WHAT YOU NEED TO DO: Report every line of the records below that includes the string "failure".

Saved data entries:
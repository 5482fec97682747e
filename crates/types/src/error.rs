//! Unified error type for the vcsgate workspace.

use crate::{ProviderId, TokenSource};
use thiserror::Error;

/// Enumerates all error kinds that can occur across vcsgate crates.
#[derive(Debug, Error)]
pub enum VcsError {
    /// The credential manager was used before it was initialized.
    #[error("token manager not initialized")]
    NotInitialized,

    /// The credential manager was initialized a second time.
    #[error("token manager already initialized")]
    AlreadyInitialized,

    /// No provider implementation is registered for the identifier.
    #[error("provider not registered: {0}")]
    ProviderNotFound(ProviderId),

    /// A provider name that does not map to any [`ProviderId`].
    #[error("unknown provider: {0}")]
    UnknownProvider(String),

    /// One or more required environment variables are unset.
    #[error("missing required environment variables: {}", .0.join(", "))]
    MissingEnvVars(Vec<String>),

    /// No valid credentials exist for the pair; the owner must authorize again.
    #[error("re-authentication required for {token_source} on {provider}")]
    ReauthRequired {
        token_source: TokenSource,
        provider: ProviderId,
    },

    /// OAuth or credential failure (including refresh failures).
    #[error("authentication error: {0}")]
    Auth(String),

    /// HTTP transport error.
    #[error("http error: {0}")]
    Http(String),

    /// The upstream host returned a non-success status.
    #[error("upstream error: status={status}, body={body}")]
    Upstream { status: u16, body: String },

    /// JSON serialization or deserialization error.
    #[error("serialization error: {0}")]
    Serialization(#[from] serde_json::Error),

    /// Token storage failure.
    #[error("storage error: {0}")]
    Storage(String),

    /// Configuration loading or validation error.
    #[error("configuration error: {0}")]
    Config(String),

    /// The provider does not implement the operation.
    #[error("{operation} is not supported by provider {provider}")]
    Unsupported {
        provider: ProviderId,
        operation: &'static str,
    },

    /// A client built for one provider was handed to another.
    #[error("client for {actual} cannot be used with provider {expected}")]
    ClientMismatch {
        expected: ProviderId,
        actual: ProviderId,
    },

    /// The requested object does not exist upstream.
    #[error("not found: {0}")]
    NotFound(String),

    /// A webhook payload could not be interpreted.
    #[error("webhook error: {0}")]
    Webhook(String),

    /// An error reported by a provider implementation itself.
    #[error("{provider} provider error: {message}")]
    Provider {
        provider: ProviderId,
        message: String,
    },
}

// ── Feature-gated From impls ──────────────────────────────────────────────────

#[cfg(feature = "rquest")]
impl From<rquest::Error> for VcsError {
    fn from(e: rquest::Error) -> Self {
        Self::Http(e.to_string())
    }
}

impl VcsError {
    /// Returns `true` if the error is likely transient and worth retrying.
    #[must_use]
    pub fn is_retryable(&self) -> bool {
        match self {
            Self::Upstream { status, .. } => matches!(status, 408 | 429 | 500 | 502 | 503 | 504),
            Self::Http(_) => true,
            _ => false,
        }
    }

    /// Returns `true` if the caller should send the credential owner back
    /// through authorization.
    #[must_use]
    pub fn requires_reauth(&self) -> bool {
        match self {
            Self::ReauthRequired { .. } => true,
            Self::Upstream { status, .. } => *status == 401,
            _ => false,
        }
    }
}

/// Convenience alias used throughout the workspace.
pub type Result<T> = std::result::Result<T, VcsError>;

TASK SOLUTION:
    /// OAuth or credential failure (including refresh failures).
    /// Token storage failure.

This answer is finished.